Due to a strong increase in the number of indications requiring its use, rigid bronchoscopy is making a strong comeback in the field of interventional pulmonology. Use of the rigid bronchoscope is essential for stent placement or resection of large amounts of tissue, and also allows safe and selective control of excessive bleeding, should it occur. The rigid bronchoscope is also the tool of choice for the removal of foreign bodies in the airways, most commonly in children.
Combined with optical forceps, foreign bodies may be removed with optimal control under constant visualization.
Flexible bronchoscopy has replaced rigid bronchoscopy for many indications. Modern flexible bronchoscopes have a very narrow outer diameter so that treatment can be carried out using an intervention that is very gentle on the patient. Performing flexible bronchoscopy only requires mild sedation for patients.

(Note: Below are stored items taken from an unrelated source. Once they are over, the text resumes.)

//! Tower layer that attaches a [`Session`] to every request
//!
//! Per request: resolve the session from the cookie (a fresh one if the
//! cookie is missing, unknown or expired), expose it to handlers through
//! request extensions, run the inner service, then persist the session.
//! Every save slides the expiry and re-sends the cookie so its `Max-Age`
//! tracks the stored session. A fresh session that the handler left empty is
//! dropped without a cookie.

use axum::{
    extract::Request,
    http::header::SET_COOKIE,
    response::Response,
};
use std::future::Future;
use std::pin::Pin;
use std::sync::Arc;
use std::task::{Context, Poll};
use tower::{Layer, Service};

use super::cookie::SessionConfig;
use super::data::{SessionData, SessionId};
use super::handle::Session;
use super::store::SessionStore;

/// Layer installing [`SessionMiddleware`]
#[derive(Clone)]
pub struct SessionLayer {
    store: Arc<dyn SessionStore>,
    config: Arc<SessionConfig>,
}

impl SessionLayer {
    /// Sessions in `store` with default cookie settings
    #[must_use]
    pub fn new(store: impl SessionStore) -> Self {
        Self::with_config(store, SessionConfig::default())
    }

    /// Sessions in `store` with custom cookie settings
    #[must_use]
    pub fn with_config(store: impl SessionStore, config: SessionConfig) -> Self {
        Self {
            store: Arc::new(store),
            config: Arc::new(config),
        }
    }

    /// Cookie settings in use
    #[must_use]
    pub fn config(&self) -> &SessionConfig {
        &self.config
    }
}

impl std::fmt::Debug for SessionLayer {
    fn fmt(&self, f: &mut std::fmt::Formatter<'_>) -> std::fmt::Result {
        f.debug_struct("SessionLayer")
            .field("config", &self.config)
            .finish_non_exhaustive()
    }
}

impl<S> Layer<S> for SessionLayer {
    type Service = SessionMiddleware<S>;

    fn layer(&self, inner: S) -> Self::Service {
        SessionMiddleware {
            inner,
            store: Arc::clone(&self.store),
            config: Arc::clone(&self.config),
        }
    }
}

/// Service produced by [`SessionLayer`]
#[derive(Clone)]
pub struct SessionMiddleware<S> {
    inner: S,
    store: Arc<dyn SessionStore>,
    config: Arc<SessionConfig>,
}

impl<S> std::fmt::Debug for SessionMiddleware<S> {
    fn fmt(&self, f: &mut std::fmt::Formatter<'_>) -> std::fmt::Result {
        f.debug_struct("SessionMiddleware")
            .field("config", &self.config)
            .finish_non_exhaustive()
    }
}

impl<S> Service<Request> for SessionMiddleware<S>
where
    S: Service<Request, Response = Response> + Clone + Send + 'static,
    S::Future: Send + 'static,
{
    type Response = Response;
    type Error = S::Error;
    type Future = Pin<Box<dyn Future<Output = Result<Response, S::Error>> + Send>>;

    fn poll_ready(&mut self, cx: &mut Context<'_>) -> Poll<Result<(), Self::Error>> {
        self.inner.poll_ready(cx)
    }

    fn call(&mut self, mut req: Request) -> Self::Future {
        // the clone has not been polled ready; hand the ready one to this call
        let clone = self.inner.clone();
        let mut inner = std::mem::replace(&mut self.inner, clone);
        let store = Arc::clone(&self.store);
        let config = Arc::clone(&self.config);

        Box::pin(async move {
            let cookie_id = config.read_cookie(req.headers());
            let (id, data, fresh) = resolve(store.as_ref(), cookie_id).await;
            let session = Session::new(id, data);
            req.extensions_mut().insert(session.clone());

            let mut response = inner.call(req).await?;

            let mut data = session.snapshot();
            if fresh && data.is_empty() {
                return Ok(response);
            }
            data.renew(config.max_age_secs);
            if let Err(e) = store.save(&id, data).await {
                tracing::error!(error = %e, session_id = %id, "Failed to save session");
                return Ok(response);
            }
            if let Some(cookie) = config.cookie_header(&id) {
                response.headers_mut().append(SET_COOKIE, cookie);
            }
            Ok(response)
        })
    }
}

/// Existing session for the cookie's id, or a fresh one
async fn resolve(
    store: &dyn SessionStore,
    cookie_id: Option<SessionId>,
) -> (SessionId, SessionData, bool) {
    if let Some(id) = cookie_id {
        match store.load(&id).await {
            Ok(Some(data)) => return (id, data, false),
            Ok(None) => tracing::debug!(session_id = %id, "Unknown or expired session"),
            Err(e) => tracing::warn!(error = %e, session_id = %id, "Failed to load session"),
        }
    }
    (SessionId::generate(), SessionData::default(), true)
}

#[cfg(test)]
mod tests {
    use super::*;
    use crate::session::{MemorySessionStore, SESSION_COOKIE_NAME};
    use axum::{body::Body, http::header::COOKIE, routing::get, Router};
    use tower::ServiceExt;

    fn app(store: &MemorySessionStore) -> Router {
        Router::new()
            .route("/", get(|| async { "ok" }))
            .route(
                "/write",
                get(|session: Session| async move {
                    session.set("state", "abc").unwrap();
                    "ok"
                }),
            )
            .layer(SessionLayer::new(store.clone()))
    }

    fn set_cookie_id(response: &Response) -> SessionId {
        let header = response.headers().get(SET_COOKIE).unwrap().to_str().unwrap();
        header
            .strip_prefix(&format!("{SESSION_COOKIE_NAME}="))
            .and_then(|rest| rest.split(';').next())
            .unwrap()
            .parse()
            .unwrap()
    }

    #[tokio::test]
    async fn test_untouched_fresh_session_is_not_saved() {
        let store = MemorySessionStore::new();
        let response = app(&store)
            .oneshot(Request::builder().uri("/").body(Body::empty()).unwrap())
            .await
            .unwrap();

        assert!(response.headers().get(SET_COOKIE).is_none());
        assert!(store.is_empty());
    }

    #[tokio::test]
    async fn test_written_session_is_saved_with_cookie() {
        let store = MemorySessionStore::new();
        let response = app(&store)
            .oneshot(Request::builder().uri("/write").body(Body::empty()).unwrap())
            .await
            .unwrap();

        let id = set_cookie_id(&response);
        let saved = store.load(&id).await.unwrap().unwrap();
        assert_eq!(saved.get::<String>("state").as_deref(), Some("abc"));
    }

    #[tokio::test]
    async fn test_known_cookie_reuses_session_and_refreshes_cookie() {
        let store = MemorySessionStore::new();
        let id = SessionId::generate();
        let mut data = SessionData::default();
        data.insert("token", "tok").unwrap();
        store.save(&id, data).await.unwrap();

        let response = app(&store)
            .oneshot(
                Request::builder()
                    .uri("/write")
                    .header(COOKIE, format!("{SESSION_COOKIE_NAME}={id}"))
                    .body(Body::empty())
                    .unwrap(),
            )
            .await
            .unwrap();

        assert_eq!(set_cookie_id(&response), id);
        let cookie = response.headers().get(SET_COOKIE).unwrap().to_str().unwrap();
        assert!(cookie.contains("Max-Age=86400"));
        let saved = store.load(&id).await.unwrap().unwrap();
        assert_eq!(saved.get::<String>("token").as_deref(), Some("tok"));
        assert_eq!(saved.get::<String>("state").as_deref(), Some("abc"));
        assert_eq!(store.len(), 1);
    }

    #[tokio::test]
    async fn test_unknown_cookie_starts_fresh_session() {
        let store = MemorySessionStore::new();
        let stale = SessionId::generate();

        let response = app(&store)
            .oneshot(
                Request::builder()
                    .uri("/write")
                    .header(COOKIE, format!("{SESSION_COOKIE_NAME}={stale}"))
                    .body(Body::empty())
                    .unwrap(),
            )
            .await
            .unwrap();

        assert_ne!(set_cookie_id(&response), stale);
        assert!(store.load(&stale).await.unwrap().is_none());
    }

    #[tokio::test]
    async fn test_abandoned_sessions_do_not_accumulate() {
        let store = MemorySessionStore::new();
        let config = SessionConfig {
            max_age_secs: 0,
            ..SessionConfig::default()
        };
        let app = Router::new()
            .route(
                "/write",
                get(|session: Session| async move {
                    session.set("state", "abc").unwrap();
                    "ok"
                }),
            )
            .layer(SessionLayer::with_config(store.clone(), config));

        for _ in 0..200 {
            let response = app
                .clone()
                .oneshot(Request::builder().uri("/write").body(Body::empty()).unwrap())
                .await
                .unwrap();
            assert!(response.headers().get(SET_COOKIE).is_some());
        }

        assert_eq!(store.len(), 1);
    }
}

Many treatments such as forceps biopsy can be realized significantly more quickly and more simply. Flexible bronchoscopy can be used to reach areas which cannot be envisioned with a rigid bronchoscope. Furthermore, flexible bronchoscopy offers the opportunity to use autofluorescence bronchoscopes. This treatment uses a special blue light in order to highlight the margins of tissue that has undergone pathological changes. Autofluorescence provides users with a tool for diagnosing early-stage tumors or for investigating tumors.